Dynamic texture quantification, i.e., extracting texture features from the lesion enhancement pattern in all available post-contrast images, has not been evaluated in terms of its ability to classify small lesions. This study investigates the classification performance achieved with texture features extracted from all five post-contrast images of lesions (mean lesion diameter of 1.1 cm) annotated in dynamic breast magnetic resonance imaging exams. Sixty lesions are characterized dynamically using Haralick texture features. The texture features are then used in a classification task with support vector regression and a fuzzy k-nearest neighbor classifier; free parameters of these classifiers are optimized using random sub-sampling cross-validation. Classifier performance is determined through receiver-operator characteristic (ROC) analysis, specifically through computation of the area under the ROC curve (AUC). Mutual information is used to evaluate the contribution of texture features extracted from different post-contrast stages to classifier performance. Significant improvements (p < 0.05) are observed for six of the thirteen texture features when the lesion enhancement pattern is quantified using the proposed approach of dynamic texture quantification. The highest AUC value observed (0.82) is achieved with texture features responsible for capturing aspects of lesion heterogeneity. Mutual information analysis reveals that texture features extracted from the third and fourth post-contrast images contributed most to the observed improvement in classifier performance. These results show that the performance of automated character classification with small lesions can be significantly improved through dynamic texture quantification of the lesion enhancement pattern.

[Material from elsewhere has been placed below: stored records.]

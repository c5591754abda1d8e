//! Settings API endpoints - JSON API

use crate::AppState;
use axum::Json;
use ebank_config::Config;

pub async fn api_settings(state: axum::extract::State<AppState>) -> Json<Config> {
    Json(state.config.clone())
}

动态纹理量化,即从所有可用的增强后图像中的病变增强模式中提取纹理特征,尚未就其对小病变进行分类的能力进行评估。本研究调查了从动态乳腺磁共振成像检查中标注的病变(平均病变直径为1.1厘米)的所有五幅增强后图像中提取的纹理特征所实现的分类性能。使用哈氏纹理特征对60个病变进行动态特征描述。然后将纹理特征用于支持向量回归和模糊k近邻分类器的分类任务;使用随机子采样交叉验证对这些分类器的自由参数进行优化。通过接收者操作特征(ROC)分析,特别是通过计算ROC曲线下面积(AUC)来确定分类器性能。互信息用于评估从不同增强后阶段提取的纹理特征对分类器性能的贡献。当使用所提出的动态纹理量化方法对病变增强模式进行量化时,13个纹理特征中的6个有显著改善(p < 0.05)。观察到的最高AUC值(0.82)是通过负责捕捉病变异质性方面的纹理特征实现的。互信息分析表明,从第三和第四幅增强后图像中提取的纹理特征对观察到的分类器性能改善贡献最大。这些结果表明,通过对病变增强模式进行动态纹理量化,可以显著提高小病变自动特征分类的性能。